Historians have long since discredited the myth that revulsion caused by the war and European entanglements plunged the United States into isolationism in the 1920s. In fact, World War I marked the end of European dominance and the ascendancy of the United States and Japan, the war’s two real victors. The twenties saw a rapid expansion of American business and finance around the globe. New York replaced London as the center of world finance. The era of U.S. domination of the world economy had now begun. Among the leaders in this effort were the oil companies.
In fact, Harding and his Republican successors made more friends among U.S. bankers than among the inhabitants of those little republics. In May 1922, The Nation reported, revolutionaries sparked an uprising against “Brown Bros.’ extremely unpopular President of Nicaragua.” When the revolutionaries captured a fort overlooking the capital, the U.S. marine commander simply alerted them that he would use artillery if they didn't relinquish control. The Nation saw this as typical of what was happening throughout Latin America, where U.S. bankers ruled through puppet governments backed up by U.S. troops. The magazine inveighed against this deplorable situation:
    There are, or were, twenty independent republics to the south of us. Five at least—Cuba, Panama, Haiti, Santo Domingo, and Nicaragua—have already been reduced to the status of colonies with at most a degree of rather fictitious self-government. Four more—Guatemala, Honduras, Costa Rica, and Peru—appear to be in process of reduction to the same status. Mr. Hughes is not treating Mexico as a sovereign, independent state. How far is this to go?... Is the United States to create a great empire in this hemisphere—an empire over which Congress and the American people exercise no authority, an empire ruled by a group of Wall Street bankers at whose disposal the State and Navy Departments graciously place their resources? These are the questions which the people, the plain people whose sons die of tropic fever or of a patriot’s bullet, have a right to ask.

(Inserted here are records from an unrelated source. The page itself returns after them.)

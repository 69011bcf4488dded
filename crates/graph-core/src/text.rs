// File: crates/graph-core/src/text.rs
// Summary: Text shaping for axis labels via Skia textlayout.

use skia_safe as skia;
use skia::textlayout::{FontCollection, Paragraph, ParagraphBuilder, ParagraphStyle, TextStyle};

pub struct TextShaper {
    fonts: FontCollection,
}

impl TextShaper {
    pub fn new() -> Self {
        let mut fc = FontCollection::new();
        // Use system manager fallback
        fc.set_default_font_manager(skia::FontMgr::default(), None);
        Self { fonts: fc }
    }

    fn make_style(size: f32, color: skia::Color) -> TextStyle {
        let mut ts = TextStyle::new();
        ts.set_font_size(size.max(1.0));
        ts.set_color(color);
        ts.set_font_families(&["Segoe UI", "Arial", "Helvetica", "Roboto", "DejaVu Sans", "sans-serif"]);
        ts
    }

    pub fn layout(&self, text: &str, size: f32, color: skia::Color) -> Paragraph {
        let mut pstyle = ParagraphStyle::new();
        pstyle.set_text_align(skia::textlayout::TextAlign::Left);
        let mut builder = ParagraphBuilder::new(&pstyle, &self.fonts);
        let style = Self::make_style(size, color);
        builder.push_style(&style);
        builder.add_text(text);
        let mut paragraph = builder.build();
        paragraph.layout(10_000.0);
        paragraph
    }

    pub fn measure_width(&self, text: &str, size: f32) -> f32 {
        let p = self.layout(text, size, skia::Color::from_argb(0, 0, 0, 0));
        p.longest_line()
    }

    /// Draw with the left edge at `x` and the baseline near `y`.
    pub fn draw_left(&self, canvas: &skia::Canvas, text: &str, x: f32, y: f32, size: f32, color: skia::Color) {
        let mut p = self.layout(text, size, color);
        // Paragraph draws from top-left; adjust baseline by glyph height approximation
        p.paint(canvas, (x, y - size * 0.8));
    }

    /// Draw horizontally centered on `cx` with the baseline near `y`.
    pub fn draw_centered(&self, canvas: &skia::Canvas, text: &str, cx: f32, y: f32, size: f32, color: skia::Color) {
        let w = self.measure_width(text, size);
        let mut p = self.layout(text, size, color);
        p.paint(canvas, (cx - w * 0.5, y - size * 0.8));
    }
}

impl Default for TextShaper {
    fn default() -> Self {
        Self::new()
    }
}
// File: crates/graph-core/src/curve.rs
// Summary: Curve builder: cubic Bezier stroke and shadow paths over mapped points.

use crate::geometry::{Path, PxPoint};

/// Shared control X for the segment between two columns: halfway between
/// their X positions. Keeping both control Ys on the endpoints' rows makes
/// each segment's tangent roughly horizontal at the data points.
#[inline]
pub fn half_x(a: PxPoint, b: PxPoint) -> f32 {
    a.x + (b.x - a.x) / 2.0
}

/// Smooth curve through `points` in sequence order: a move to the first
/// point, then one cubic per consecutive pair. L points yield L-1 segments.
pub fn curve_through(points: &[PxPoint]) -> Path {
    let mut path = Path::new();
    if points.is_empty() {
        return path;
    }
    path.move_to(points[0]);
    for pair in points.windows(2) {
        let (a, b) = (pair[0], pair[1]);
        let cx = half_x(a, b);
        path.cubic_to(PxPoint::new(cx, a.y), PxPoint::new(cx, b.y), b);
    }
    path
}

/// The full stroke: the curve through `points` extended by one last segment
/// out to the `tail` anchor at the canvas edge.
pub fn stroke_path(points: &[PxPoint], tail: PxPoint) -> Path {
    let mut path = curve_through(points);
    if let Some(&last) = points.last() {
        let cx = half_x(last, tail);
        path.cubic_to(PxPoint::new(cx, last.y), PxPoint::new(cx, tail.y), tail);
    }
    path
}

/// The shadow outline: the curve through `points` only (the tail segment is
/// excluded), closed down to the chart floor and back to the left edge.
pub fn shadow_path(points: &[PxPoint], bottom: f32) -> Path {
    let mut path = curve_through(points);
    if let Some(&last) = points.last() {
        path.line_to(PxPoint::new(last.x, bottom));
        path.line_to(PxPoint::new(0.0, bottom));
        path.close();
    }
    path
}
// File: crates/graph-core/src/error.rs
// Summary: Configuration errors raised before any drawing occurs.

use thiserror::Error;

#[derive(Debug, Error, Clone, Copy, PartialEq, Eq)]
pub enum GraphError {
    /// The vertical ceiling must be at least 1; it divides the chart height
    /// into gridline steps.
    #[error("max value must be at least 1, got {0}")]
    InvalidMaxValue(i32),

    /// The data list divides the chart width into columns and may not be empty.
    #[error("graph has no data points")]
    EmptyData,
}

By the early 1920s, the America of Jefferson, Lincoln, Whitman, and the young William Jennings Bryan had ceased to exist. It had been replaced by the world of Mckinley, Teddy Roosevelt, J. Edgar Hoover, and Woodrow Wilson. Wilson’s failures, in many ways, provide a fitting capstone to a period in which the United States' unique mixture of idealism, militarism, avarice, and realpolitik propelled the nation toward becoming a world power. Wilson proclaimed, “America is the only idealistic nation in the world” and acted as if he believed it were true. He hoped to spread democracy, end colonialism, and transform the world. His record is much less positive. While supporting self-determination and opposing formal empire, he intervened repeatedly in other nations’ internal affairs, including Russia, Mexico, and throughout Central America. While encouraging reform, he maintained a deep mistrust of the kind of fundamental, and at times revolutionary, change that would actually improve people’s lives. While championing social justice, he believed that property right were sacrosanct and must never be infringed upon. Though endorsing human brotherhood, he believed that nonwhites were inferior and resegregated the federal government. While extolling democracy and the rule of law, he oversaw egregious abuses of civil liberties. While condemning imperialism, he sanctioned the maintenance of the global imperial order. And while proclaiming a just, nonpunitive peace, he acquiesced in a harsh, retributive peace that inadvertently helped create the preconditions for the rise of Hitler and the Nazis. Wilson’s stunningly inept performance at Versailles and his combative intransigence upon his return home contributed to Senate defeat of the treaty and the League.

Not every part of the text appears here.